THE SUPERIOR COURT OF
LOS ANGELES COUNTY,
Respondent;
LOS ANGELES COUNTY
DEPARTMENT OF CHILDREN
AND FAMILY SERVICES,
Real Party in Interest.
ORIGINAL PROCEEDING; petition for extraordinary
writ. Marguerite Downing, Judge. Writ granted.
Los Angeles Dependency Lawyers, Inc., Law Office of
Amy Einstein, Bernadette Reyes and Jaraal Wallace, for
Petitioner.
No appearance for Respondent.
Office of the County Counsel, Mary C. Wickham,
County Counsel, Kristine P. Miles, Assistant County
Counsel and Aileen Wong, Senior Deputy County Counsel
for Real Party in Interest.
_________________________________________
I.
INTRODUCTION
Samuel M. (father) filed this petition for extraordinary
writ after the juvenile court terminated reunification
services and set the matter for a hearing pursuant to
Welfare and Institutions Code section 366.26.1 He contends
there is insufficient evidence the Department of Children
and Family Services (DCFS or the Department) provided
him with reasonable reunification services.
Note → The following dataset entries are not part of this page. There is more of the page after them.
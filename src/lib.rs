#![forbid(unsafe_code)]

//!
//! The hypp_content crate emulates shadow DOM content projection.
//!
//! A `<content>` placeholder inside a component template is bound to a
//! [ContentDirective]. The light DOM aggregator computes which nodes belong
//! to each placeholder and hands them over through [ContentDirective::insert].
//! Depending on where the placeholder lives, the nodes are either rendered
//! into the live tree between two marker nodes, or relayed upwards to
//! another aggregator.
//!

use std::fmt::Debug;

pub mod content;
pub mod error;
pub mod intermediate;
pub mod rendered;
pub mod server;

#[cfg(feature = "web")]
pub mod web;

pub use content::{ContentDirective, ContentStrategy};
pub use error::Error;
pub use intermediate::IntermediateContent;
pub use rendered::{AnchorPair, RenderedContent};

/// Tag name of the marker nodes bracketing rendered content.
pub const MARKER_TAG_NAME: &str = "script";

/// `type` attribute of the marker nodes, so browsers never execute them.
pub const MARKER_TYPE: &str = "ng/content";

/// Attribute of the `<content>` element holding the selection filter.
pub const SELECT_ATTRIBUTE: &str = "select";

///
/// "upcast" a DOM node of a specific type to its generic type
///
pub trait AsNode<D: Dom> {
    fn as_node(&self) -> &D::Node;
}

///
/// The DOM adapter.
///
/// We abstract over the type of DOM we are targeting. All tree
/// mutation is synchronous, and fails loudly on detached nodes.
///
pub trait Dom: Sized {
    type Node: Clone + Debug;
    type Element: Clone + AsNode<Self>;

    /// Produce a fresh copy of the marker node template.
    fn clone_marker(&self) -> Result<Self::Node, Error>;

    /// Insert `node` as the previous sibling of `reference`.
    fn insert_before(reference: &Self::Node, node: &Self::Node) -> Result<(), Error>;

    /// Insert all `nodes`, in order, before `reference`.
    fn insert_all_before(reference: &Self::Node, nodes: &[Self::Node]) -> Result<(), Error> {
        for node in nodes {
            Self::insert_before(reference, node)?;
        }
        Ok(())
    }

    fn remove_child(parent: &Self::Node, child: &Self::Node) -> Result<(), Error>;

    fn parent_of(node: &Self::Node) -> Option<Self::Node>;

    fn next_sibling(node: &Self::Node) -> Option<Self::Node>;

    /// Node identity, not structural equality.
    fn is_same_node(a: &Self::Node, b: &Self::Node) -> bool;

    fn get_attribute(element: &Self::Element, name: &str) -> Option<String>;
}

///
/// The light DOM aggregator of a component.
///
/// It owns the projection decision: which nodes go into which content
/// occurrence. This crate only ever asks it to recompute.
///
pub trait LightDom {
    /// Recompute the distribution of nodes across the content occurrences,
    /// calling [ContentDirective::insert] on each of them.
    fn redistribute(&self) -> Result<(), Error>;
}
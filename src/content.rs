use std::rc::Rc;

use crate::error::Error;
use crate::intermediate::IntermediateContent;
use crate::rendered::RenderedContent;
use crate::{Dom, LightDom, SELECT_ATTRIBUTE};

///
/// How a content occurrence handles the nodes projected into it.
///
pub enum ContentStrategy<D: Dom> {
    /// A final insertion point in the live tree.
    Rendered(RenderedContent<D>),

    /// A placeholder inside another component's light DOM,
    /// relaying changes to that component's aggregator.
    Intermediate(IntermediateContent<D>),
}

impl<D: Dom> ContentStrategy<D> {
    pub fn nodes(&self) -> Vec<D::Node> {
        match self {
            Self::Rendered(rendered) => rendered.nodes(),
            Self::Intermediate(intermediate) => intermediate.nodes(),
        }
    }

    pub fn insert(&self, nodes: Vec<D::Node>) -> Result<(), Error> {
        match self {
            Self::Rendered(rendered) => rendered.insert(nodes),
            Self::Intermediate(intermediate) => intermediate.insert(nodes),
        }
    }
}

///
/// The directive bound to a `<content>` element.
///
/// The strategy is chosen once, at construction: when a destination
/// light DOM is given, the content is intermediate. Otherwise it is
/// rendered in place of the element.
///
pub struct ContentDirective<D: Dom> {
    select: Option<String>,
    strategy: ContentStrategy<D>,
}

impl<D: Dom> ContentDirective<D> {
    pub fn new(
        dom: &D,
        destination: Option<Rc<dyn LightDom>>,
        content_el: &D::Element,
    ) -> Result<Self, Error> {
        let select = D::get_attribute(content_el, SELECT_ATTRIBUTE);

        let strategy = match destination {
            Some(destination) => {
                tracing::debug!(?select, "intermediate content");
                ContentStrategy::Intermediate(IntermediateContent::new(destination))
            }
            None => {
                tracing::debug!(?select, "rendered content");
                ContentStrategy::Rendered(RenderedContent::new(dom, content_el)?)
            }
        };

        Ok(Self { select, strategy })
    }

    /// The selection filter, for the aggregator's benefit.
    pub fn select(&self) -> Option<&str> {
        self.select.as_deref()
    }

    pub fn strategy(&self) -> &ContentStrategy<D> {
        &self.strategy
    }

    pub fn is_rendered(&self) -> bool {
        matches!(self.strategy, ContentStrategy::Rendered(_))
    }

    pub fn nodes(&self) -> Vec<D::Node> {
        self.strategy.nodes()
    }

    pub fn insert(&self, nodes: Vec<D::Node>) -> Result<(), Error> {
        tracing::debug!(count = nodes.len(), select = ?self.select, "insert");
        self.strategy.insert(nodes)
    }
}

#[cfg(test)]
mod tests {
    use super::*;
    use crate::server::ServerDom;

    struct Noop;

    impl LightDom for Noop {
        fn redistribute(&self) -> Result<(), Error> {
            Ok(())
        }
    }

    #[test]
    fn select_attribute_is_read_once() {
        let dom = ServerDom::new();
        let content_el = dom.create_element("content");
        content_el.set_attribute("select", ".title").unwrap();
        dom.body().append_child(content_el.clone()).unwrap();

        let directive = ContentDirective::new(&dom, None, &content_el).unwrap();
        content_el.set_attribute("select", ".changed").unwrap();

        assert_eq!(directive.select(), Some(".title"));
        assert!(directive.is_rendered());
    }

    #[test]
    fn missing_select_attribute() {
        let dom = ServerDom::new();
        let content_el = dom.create_element("content");

        let directive = ContentDirective::new(&dom, Some(Rc::new(Noop)), &content_el).unwrap();

        assert_eq!(directive.select(), None);
        assert!(!directive.is_rendered());
        assert!(matches!(
            directive.strategy(),
            ContentStrategy::Intermediate(_)
        ));
    }
}
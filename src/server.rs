//!
//! In-memory DOM, used for server side rendering and for testing.
//!

use crate::error::Error;
use crate::{AsNode, Dom, MARKER_TAG_NAME, MARKER_TYPE};

mod server_dom;

pub use server_dom::{Node, NodeKind, RcNode};

impl AsNode<ServerDom> for RcNode {
    #[inline]
    fn as_node(&self) -> &RcNode {
        self
    }
}

pub struct ServerDom {
    body: RcNode,
    marker_template: RcNode,
}

impl ServerDom {
    pub fn new() -> Self {
        Self {
            body: Node::create_element("body"),
            marker_template: Node::create_element_with(MARKER_TAG_NAME, &[("type", MARKER_TYPE)]),
        }
    }

    pub fn body(&self) -> &RcNode {
        &self.body
    }

    pub fn create_element(&self, tag_name: &str) -> RcNode {
        Node::create_element(tag_name)
    }

    pub fn create_text(&self, text: &str) -> RcNode {
        Node::create_text(text.to_string())
    }

    pub fn render(&self) -> String {
        self.body.to_string()
    }
}

impl Default for ServerDom {
    fn default() -> Self {
        Self::new()
    }
}

impl Dom for ServerDom {
    type Node = RcNode;
    type Element = RcNode;

    fn clone_marker(&self) -> Result<RcNode, Error> {
        Ok(self.marker_template.clone_shallow())
    }

    fn insert_before(reference: &RcNode, node: &RcNode) -> Result<(), Error> {
        let parent = reference.parent().ok_or(Error::Detached)?;
        parent.insert_before(node.clone(), Some(reference.clone()))?;
        Ok(())
    }

    fn remove_child(parent: &RcNode, child: &RcNode) -> Result<(), Error> {
        parent.remove_child(child.clone())?;
        Ok(())
    }

    fn parent_of(node: &RcNode) -> Option<RcNode> {
        node.parent()
    }

    fn next_sibling(node: &RcNode) -> Option<RcNode> {
        node.next_sibling()
    }

    fn is_same_node(a: &RcNode, b: &RcNode) -> bool {
        a.is(b)
    }

    fn get_attribute(element: &RcNode, name: &str) -> Option<String> {
        element.get_attribute(name)
    }
}
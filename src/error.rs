use thiserror::Error;

#[derive(Error, Debug)]
pub enum Error {
    /// A node that must live in a tree has no parent.
    #[error("node is detached from the tree")]
    Detached,

    #[error("node is not a child of the given parent")]
    RemoveChild,

    /// A node was inserted into itself or one of its descendants.
    #[error("node cannot be inserted into its own subtree")]
    Hierarchy,

    #[error("node is not an element")]
    NotAnElement,

    /// The anchor bracketing of a content region is broken.
    #[error("DOM corruption: {0}")]
    DomCorruption(&'static str),

    /// The same node was passed twice to a single insert.
    #[error("node appears more than once in the inserted sequence")]
    DuplicateNode,

    /// One of the region's own anchors was passed as content.
    #[error("anchor node cannot be projected as content")]
    AnchorAsContent,

    #[error("redistribution failed: {0}")]
    Redistribute(String),

    #[cfg(feature = "web")]
    #[error("javascript error")]
    JsError,
}
//! HTTP server setup

use std::future::Future;
use std::sync::Arc;

use axum::{
    middleware,
    routing::{get, post},
    Router,
};
use tokio::net::TcpListener;
use tokio::task::JoinHandle;
use tower_http::trace::TraceLayer;
use tracing::info;

use crate::app::options::ServerOptions;
use crate::authn::require_signature;
use crate::errors::HookError;
use crate::server::handlers::{
    deploy_handler, health_handler, projects_handler, reload_config_handler, status_handler,
};
use crate::server::state::ServerState;

/// Build the application router.
///
/// The signature guard wraps every state-mutating or
/// information-disclosing route; the health check and the read-only
/// status endpoint stay open.
pub fn router(state: Arc<ServerState>) -> Router {
    let signed = Router::new()
        .route("/projects", get(projects_handler))
        .route("/deploy", post(deploy_handler))
        .route("/reload-config", post(reload_config_handler))
        .route_layer(middleware::from_fn_with_state(
            state.clone(),
            require_signature,
        ));

    Router::new()
        .route("/health", get(health_handler))
        .route("/status", get(status_handler))
        .merge(signed)
        .with_state(state)
        .layer(TraceLayer::new_for_http())
}

/// Start the HTTP server
pub async fn serve(
    options: &ServerOptions,
    state: Arc<ServerState>,
    shutdown_signal: impl Future<Output = ()> + Send + 'static,
) -> Result<JoinHandle<Result<(), HookError>>, HookError> {
    let app = router(state);

    let addr = format!("{}:{}", options.host, options.port);
    info!("Starting HTTP server on {}", addr);

    let listener = TcpListener::bind(&addr)
        .await
        .map_err(|e| HookError::ServerError(e.to_string()))?;

    let handle = tokio::spawn(async move {
        axum::serve(listener, app)
            .with_graceful_shutdown(shutdown_signal)
            .await
            .map_err(|e| HookError::ServerError(e.to_string()))
    });

    Ok(handle)
}
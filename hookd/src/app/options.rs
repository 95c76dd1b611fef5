//! Application configuration options

use std::path::PathBuf;
use std::time::Duration;

use secrecy::SecretString;

use crate::deploy::supervisor::DeployOptions;
use crate::storage::layout::StorageLayout;

/// Insecure placeholder secret; must be overridden in production via the
/// `WEBHOOK_SECRET` environment variable.
pub const DEFAULT_WEBHOOK_SECRET: &str = "change-me-in-production";

/// Main application options
#[derive(Debug)]
pub struct AppOptions {
    /// Lifecycle configuration
    pub lifecycle: LifecycleOptions,

    /// Server configuration
    pub server: ServerOptions,

    /// Project config documents directory
    pub config_dir: PathBuf,

    /// Deployment lock location
    pub lock_dir: PathBuf,

    /// Deploy execution options
    pub deploy: DeployOptions,

    /// Shared webhook secret
    pub secret: SecretString,
}

impl Default for AppOptions {
    fn default() -> Self {
        let layout = StorageLayout::default();
        Self {
            lifecycle: LifecycleOptions::default(),
            server: ServerOptions::default(),
            config_dir: layout.projects_dir().path().to_path_buf(),
            lock_dir: PathBuf::from("/tmp/hookd_deploy.lock"),
            deploy: DeployOptions::default(),
            secret: SecretString::from(DEFAULT_WEBHOOK_SECRET.to_string()),
        }
    }
}

/// Lifecycle options for the daemon
#[derive(Debug, Clone)]
pub struct LifecycleOptions {
    /// Maximum delay for graceful shutdown
    pub max_shutdown_delay: Duration,
}

impl Default for LifecycleOptions {
    fn default() -> Self {
        Self {
            max_shutdown_delay: Duration::from_secs(30),
        }
    }
}

/// HTTP server options
#[derive(Debug, Clone)]
pub struct ServerOptions {
    /// Host to bind to
    pub host: String,

    /// Port to listen on
    pub port: u16,
}

impl Default for ServerOptions {
    fn default() -> Self {
        Self {
            host: "0.0.0.0".to_string(),
            port: 9000,
        }
    }
}
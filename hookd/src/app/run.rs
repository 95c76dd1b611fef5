//! Main application run loop

use std::future::Future;
use std::sync::Arc;

use tokio::sync::broadcast;
use tokio::task::JoinHandle;
use tracing::{error, info};

use crate::app::options::{AppOptions, LifecycleOptions};
use crate::deploy::coordinator::Coordinator;
use crate::deploy::lock::DeployLock;
use crate::deploy::supervisor::Supervisor;
use crate::errors::HookError;
use crate::filesys::dir::Dir;
use crate::registry::Registry;
use crate::server::serve::serve;
use crate::server::state::ServerState;

/// Run the hookd daemon
pub async fn run(
    options: AppOptions,
    shutdown_signal: impl Future<Output = ()> + Send + 'static,
) -> Result<(), HookError> {
    info!("Initializing hookd...");

    let (shutdown_tx, _shutdown_rx): (broadcast::Sender<()>, _) = broadcast::channel(1);
    let mut shutdown_manager =
        ShutdownManager::new(shutdown_tx.clone(), options.lifecycle.clone());

    let AppOptions {
        server: server_options,
        config_dir,
        lock_dir,
        deploy,
        secret,
        ..
    } = options;

    let registry = Arc::new(Registry::load(Dir::new(&config_dir)).await?);
    let lock = Arc::new(DeployLock::new(&lock_dir));
    let supervisor = Supervisor::new(deploy.clone(), lock.clone());
    let coordinator = Coordinator::new(registry.clone(), lock.clone(), supervisor);

    info!("Hosting directory: {}", deploy.hosting_dir.display());
    info!(
        "Projects configured: {:?}",
        registry.snapshot().await.project_names()
    );

    let state = Arc::new(ServerState::new(registry, lock, coordinator, secret));

    let mut server_shutdown_rx = shutdown_tx.subscribe();
    let server_handle = serve(&server_options, state, async move {
        let _ = server_shutdown_rx.recv().await;
    })
    .await?;
    shutdown_manager.with_server_handle(server_handle)?;

    shutdown_signal.await;
    info!("Shutdown signal received, shutting down...");

    drop(shutdown_tx);
    shutdown_manager.shutdown().await
}

// ================================= SHUTDOWN ===================================== //

struct ShutdownManager {
    shutdown_tx: broadcast::Sender<()>,
    lifecycle_options: LifecycleOptions,
    server_handle: Option<JoinHandle<Result<(), HookError>>>,
}

impl ShutdownManager {
    pub fn new(shutdown_tx: broadcast::Sender<()>, lifecycle_options: LifecycleOptions) -> Self {
        Self {
            shutdown_tx,
            lifecycle_options,
            server_handle: None,
        }
    }

    pub fn with_server_handle(
        &mut self,
        handle: JoinHandle<Result<(), HookError>>,
    ) -> Result<(), HookError> {
        if self.server_handle.is_some() {
            return Err(HookError::ShutdownError(
                "server_handle already set".to_string(),
            ));
        }
        self.server_handle = Some(handle);
        Ok(())
    }

    pub async fn shutdown(&mut self) -> Result<(), HookError> {
        let _ = self.shutdown_tx.send(());

        match tokio::time::timeout(
            self.lifecycle_options.max_shutdown_delay,
            self.shutdown_impl(),
        )
        .await
        {
            Ok(result) => result,
            Err(_) => {
                error!(
                    "Shutdown timed out after {:?}, forcing shutdown...",
                    self.lifecycle_options.max_shutdown_delay
                );
                std::process::exit(1);
            }
        }
    }

    async fn shutdown_impl(&mut self) -> Result<(), HookError> {
        info!("Shutting down hookd...");

        if let Some(handle) = self.server_handle.take() {
            handle
                .await
                .map_err(|e| HookError::ShutdownError(e.to_string()))??;
        }

        info!("Shutdown complete");
        Ok(())
    }
}
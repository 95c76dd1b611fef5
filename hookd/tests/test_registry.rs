//! Config registry tests

use hookd::filesys::dir::Dir;
use hookd::registry::Registry;
use tempfile::TempDir;

const SVC_YAML: &str = "\
name: svc
repos:
  - repoA
  - repoB
path: svc
branch: main
compose_file: docker-compose.yml
services:
  - web
  - worker
";

const OTHER_YAML: &str = "\
name: other-svc
repos: [repoC]
path: other
branch:
  - main
  - staging
";

async fn registry_with(files: &[(&str, &str)]) -> (TempDir, Registry) {
    let dir = TempDir::new().unwrap();
    for (name, contents) in files {
        std::fs::write(dir.path().join(name), contents).unwrap();
    }
    let registry = Registry::load(Dir::new(dir.path())).await.unwrap();
    (dir, registry)
}

#[tokio::test]
async fn test_load_maps_every_repo() {
    let (_dir, registry) =
        registry_with(&[("svc.yml", SVC_YAML), ("other.yaml", OTHER_YAML)]).await;
    let snapshot = registry.snapshot().await;

    assert_eq!(snapshot.len(), 3);
    assert_eq!(snapshot.lookup("repoA").unwrap().name, "svc");
    assert_eq!(snapshot.lookup("repoB").unwrap().name, "svc");
    assert_eq!(snapshot.lookup("repoC").unwrap().name, "other-svc");
    assert!(snapshot.lookup("missing").is_none());
}

#[tokio::test]
async fn test_branch_forms() {
    let (_dir, registry) =
        registry_with(&[("svc.yml", SVC_YAML), ("other.yaml", OTHER_YAML)]).await;
    let snapshot = registry.snapshot().await;

    // Bare string is a singleton set
    let svc = snapshot.lookup("repoA").unwrap();
    assert!(svc.branch.contains("main"));
    assert!(!svc.branch.contains("staging"));

    // List form
    let other = snapshot.lookup("repoC").unwrap();
    assert!(other.branch.contains("staging"));
    assert!(!other.branch.contains("dev"));
}

#[tokio::test]
async fn test_branch_defaults_when_absent() {
    let (_dir, registry) =
        registry_with(&[("bare.yml", "name: bare\nrepos: [repoX]\n")]).await;
    let config = registry.snapshot().await.lookup("repoX").unwrap();

    for branch in ["main", "master", "prod"] {
        assert!(config.branch.contains(branch));
    }
    assert!(!config.branch.contains("dev"));
}

#[tokio::test]
async fn test_non_yaml_and_repo_less_files_skipped() {
    let (_dir, registry) = registry_with(&[
        ("svc.yml", SVC_YAML),
        ("notes.txt", "not a config"),
        ("empty.yml", "name: no-repos\n"),
    ])
    .await;

    assert_eq!(registry.snapshot().await.len(), 2);
}

#[tokio::test]
async fn test_duplicate_repo_later_file_wins() {
    let (_dir, registry) = registry_with(&[
        ("a.yml", "name: first\nrepos: [shared]\n"),
        ("b.yml", "name: second\nrepos: [shared]\n"),
    ])
    .await;

    // Files are read in name order
    assert_eq!(registry.snapshot().await.lookup("shared").unwrap().name, "second");
}

#[tokio::test]
async fn test_missing_config_dir_is_empty() {
    let dir = TempDir::new().unwrap();
    let registry = Registry::load(Dir::new(dir.path().join("nope"))).await.unwrap();
    assert!(registry.snapshot().await.is_empty());
}

#[tokio::test]
async fn test_malformed_yaml_aborts_load() {
    let dir = TempDir::new().unwrap();
    std::fs::write(dir.path().join("bad.yml"), "name: [unclosed\n").unwrap();
    assert!(Registry::load(Dir::new(dir.path())).await.is_err());
}

#[tokio::test]
async fn test_failed_reload_preserves_old_snapshot() {
    let (dir, registry) = registry_with(&[("svc.yml", SVC_YAML)]).await;

    std::fs::write(dir.path().join("bad.yml"), "repos: [broken\n").unwrap();
    assert!(registry.reload().await.is_err());

    // Readers still see the previous mapping in full
    let snapshot = registry.snapshot().await;
    assert_eq!(snapshot.lookup("repoA").unwrap().name, "svc");
    assert_eq!(snapshot.len(), 2);
}

#[tokio::test]
async fn test_reload_replaces_whole_mapping() {
    let (dir, registry) = registry_with(&[("svc.yml", SVC_YAML)]).await;
    let before = registry.snapshot().await;

    std::fs::remove_file(dir.path().join("svc.yml")).unwrap();
    std::fs::write(dir.path().join("new.yml"), OTHER_YAML).unwrap();
    registry.reload().await.unwrap();

    let after = registry.snapshot().await;
    assert!(after.lookup("repoA").is_none());
    assert_eq!(after.lookup("repoC").unwrap().name, "other-svc");

    // The old snapshot is untouched by the swap
    assert_eq!(before.lookup("repoA").unwrap().name, "svc");
}

#[tokio::test]
async fn test_summaries_dedup_by_name() {
    let (_dir, registry) = registry_with(&[
        ("svc.yml", SVC_YAML),
        ("other.yaml", OTHER_YAML),
    ])
    .await;

    let summaries = registry.snapshot().await.summaries();
    assert_eq!(summaries.len(), 2);
    assert_eq!(summaries[0].name, "other-svc");
    assert_eq!(summaries[1].name, "svc");
    assert_eq!(summaries[1].branch, vec!["main".to_string()]);

    let names = registry.snapshot().await.project_names();
    assert_eq!(names, vec!["other-svc".to_string(), "svc".to_string()]);
}
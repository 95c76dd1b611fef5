//! Deploy process supervision
//!
//! Runs the external deploy script as a child process with a bounded
//! environment and wall-clock timeout, captures its output, and releases
//! the deployment lock when the run is over. The run is fire-and-forget
//! relative to the triggering request; outcomes surface in the logs.

use std::path::PathBuf;
use std::process::Stdio;
use std::sync::Arc;
use std::time::{Duration, Instant};

use tokio::io::{AsyncRead, AsyncReadExt};
use tokio::process::Command;
use tracing::{debug, error, info, warn};

use crate::deploy::lock::DeployLock;
use crate::errors::HookError;
use crate::registry::ProjectConfig;
use crate::utils::tail_str;

/// Trailing bytes of stdout kept for failure logging
const STDOUT_TAIL_BYTES: usize = 500;

/// Trailing bytes of stderr kept for failure logging
const STDERR_TAIL_BYTES: usize = 1000;

/// Deploy execution options
#[derive(Debug, Clone)]
pub struct DeployOptions {
    /// Root directory the projects live under; working directory of the
    /// deploy script
    pub hosting_dir: PathBuf,

    /// The external deploy script
    pub deploy_script: PathBuf,

    /// Wall-clock bound on a single deploy run
    pub timeout: Duration,
}

impl Default for DeployOptions {
    fn default() -> Self {
        Self {
            hosting_dir: PathBuf::from("/srv/hosting"),
            deploy_script: PathBuf::from("/etc/hookd/deploy.sh"),
            timeout: Duration::from_secs(600),
        }
    }
}

/// Supervises at most one deploy subprocess at a time.
///
/// Single-flight is enforced by the lock acquisition in `dispatch`; the
/// spawned task itself trusts its caller.
pub struct Supervisor {
    options: DeployOptions,
    lock: Arc<DeployLock>,
}

enum RunOutcome {
    Success {
        stdout: Vec<u8>,
    },
    Failed {
        code: Option<i32>,
        stdout: Vec<u8>,
        stderr: Vec<u8>,
    },
    TimedOut,
}

impl Supervisor {
    pub fn new(options: DeployOptions, lock: Arc<DeployLock>) -> Self {
        Self { options, lock }
    }

    /// Acquire the lock and launch a supervised deploy run.
    ///
    /// Returns `false` without side effects when the lock is already
    /// held (the caller lost the race between its busy check and this
    /// acquire). On `true` the run continues in a background task and
    /// the lock is released when it finishes, whatever the outcome.
    pub async fn dispatch(
        &self,
        config: Arc<ProjectConfig>,
        branch: String,
    ) -> Result<bool, HookError> {
        if !self.lock.acquire(&config.name, std::process::id()).await? {
            return Ok(false);
        }

        let options = self.options.clone();
        let lock = self.lock.clone();
        tokio::spawn(async move {
            run_deployment(options, lock, config, branch).await;
        });

        Ok(true)
    }
}

async fn run_deployment(
    options: DeployOptions,
    lock: Arc<DeployLock>,
    config: Arc<ProjectConfig>,
    branch: String,
) {
    let start = Instant::now();
    info!("Starting deployment for {}", config.name);

    let outcome = supervise(&options, &lock, &config, &branch).await;
    let duration = start.elapsed();

    match outcome {
        Ok(RunOutcome::Success { stdout }) => {
            info!(
                "Deployment completed for {} in {:.1}s",
                config.name,
                duration.as_secs_f64()
            );
            if !stdout.is_empty() {
                debug!(
                    "[{}] stdout: {}",
                    config.name,
                    tail_str(&stdout, STDOUT_TAIL_BYTES)
                );
            }
        }
        Ok(RunOutcome::Failed {
            code,
            stdout,
            stderr,
        }) => {
            let code = code.map(|c| c.to_string()).unwrap_or_else(|| "signal".to_string());
            error!(
                "Deployment failed for {} (exit {}) after {:.1}s:\nSTDOUT: {}\nSTDERR: {}",
                config.name,
                code,
                duration.as_secs_f64(),
                tail_str(&stdout, STDOUT_TAIL_BYTES),
                tail_str(&stderr, STDERR_TAIL_BYTES),
            );
        }
        Ok(RunOutcome::TimedOut) => {
            error!(
                "Deployment timed out for {} after {:.1}s",
                config.name,
                duration.as_secs_f64()
            );
        }
        Err(e) => {
            error!("Deployment error for {}: {}", config.name, e);
        }
    }

    if let Err(e) = lock.release().await {
        error!("Failed to release deployment lock: {}", e);
    }
}

async fn supervise(
    options: &DeployOptions,
    lock: &DeployLock,
    config: &ProjectConfig,
    branch: &str,
) -> Result<RunOutcome, HookError> {
    let project_path = options.hosting_dir.join(&config.path);

    let mut command = Command::new("/bin/bash");
    command
        .arg(&options.deploy_script)
        .current_dir(&options.hosting_dir)
        .env("PROJECT_NAME", &config.name)
        .env("PROJECT_PATH", &project_path)
        // docker compose interprets COMPOSE_FILE itself; pass the
        // reference under a distinct name and keep any inherited value
        // away from the child
        .env("DEPLOY_COMPOSE_FILE", &config.compose_file)
        .env_remove("COMPOSE_FILE")
        .env("COMPOSE_DIR", &config.compose_dir)
        .env("REPOS", config.repos.join(","))
        .env("BRANCH", branch)
        .env("SERVICES", config.services.join(","))
        .stdout(Stdio::piped())
        .stderr(Stdio::piped());

    let mut child = command
        .spawn()
        .map_err(|e| HookError::DeployError(format!("failed to launch deploy script: {}", e)))?;

    // The lock was created with the daemon's pid before the spawn; point
    // it at the actual deploy subprocess now that one exists.
    if let Some(pid) = child.id() {
        if let Err(e) = lock.update_pid(pid).await {
            warn!("Failed to record deploy pid in lock: {}", e);
        }
    }

    let stdout_task = tokio::spawn(drain(child.stdout.take()));
    let stderr_task = tokio::spawn(drain(child.stderr.take()));

    let status = match tokio::time::timeout(options.timeout, child.wait()).await {
        Ok(status) => status?,
        Err(_) => {
            if let Err(e) = child.kill().await {
                error!("Failed to kill timed-out deploy process: {}", e);
            }
            stdout_task.abort();
            stderr_task.abort();
            return Ok(RunOutcome::TimedOut);
        }
    };

    let stdout = stdout_task.await.unwrap_or_default();
    let stderr = stderr_task.await.unwrap_or_default();

    if status.success() {
        Ok(RunOutcome::Success { stdout })
    } else {
        Ok(RunOutcome::Failed {
            code: status.code(),
            stdout,
            stderr,
        })
    }
}

async fn drain<R: AsyncRead + Unpin>(stream: Option<R>) -> Vec<u8> {
    let mut buf = Vec::new();
    if let Some(mut stream) = stream {
        let _ = stream.read_to_end(&mut buf).await;
    }
    buf
}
We agree and
grant his petition.
1All further statutory references are to the Welfare
and Institutions Code.
2
II.
FACTUAL AND PROCEDURAL BACKGROUND
This petition involves four-year-old M.M. On October
22, 2018, DCFS received a referral alleging physical abuse
and neglect of M.M.’s half brother A.J. The next day, a
social worker met mother and M.M. at a Burger King.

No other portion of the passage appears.